AI Companies Documentation
Overview
Epoch’s AI Companies Dataset is a collection of key economic data on some of the most important frontier AI companies, including data on revenue, funding, staff counts, compute spending, and usage.
This documentation describes which companies are included in the dataset, its records, data fields, and definitions, and a changelog and acknowledgements.
The data is available on our website as a visualization or table, and is available for download as a CSV file, updated daily. For a quick-start example of loading the data and working with it in your research, see this Google Colab demo notebook.

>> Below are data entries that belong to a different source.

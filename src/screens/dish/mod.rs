//! Detail screen for a single dish: content, portion counter, reviews.

mod eff;
mod msg;
mod reducer;
mod state;

use std::collections::HashSet;

pub use eff::Eff;
pub use msg::Msg;
pub use reducer::DishReducer;
pub use state::{DishContent, DishUiState, Review, ReviewUiState, State};

/// Route identifier of this screen inside `RootState.screens`.
pub const ROUTE: &str = "dish";

/// Effects needed to populate the screen when navigating to a dish.
pub fn initial_effects(id: &str) -> HashSet<Eff> {
    HashSet::from([
        Eff::LoadDish { id: id.to_string() },
        Eff::LoadReviews { id: id.to_string() },
    ])
}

If you would like to ask any questions about the data, or suggest companies that should be added, feel free to contact us at data@epoch.ai.
If this dataset is useful for you, please cite it.
Use This Work
Epoch’s data is free to use, distribute, and reproduce provided the source and authors are credited under the Creative Commons Attribution license.
Citation
Josh You, John Croxton, Venkat Somala, Yafah Edelman, ‘Data on AI Companies’. Published online at epoch.ai. Retrieved from: ‘https://epoch.ai/data/ai-companies’ [online resource], accessed
BibTeX citation
@misc{EpochAICompanies2025,
title = {Data on AI Companies},
author = {{Josh You, John Croxton, Venkat Somala, Yafah Edelman}},
year = {2025},
month = {09},
url = {https://epoch.ai/data/ai-companies},
note = {Accessed: }
}}
Inclusion
For the initial phase of the AI Companies Dataset, we focus on foundation model developers, or AI developers for whom training their own models is a core business priority.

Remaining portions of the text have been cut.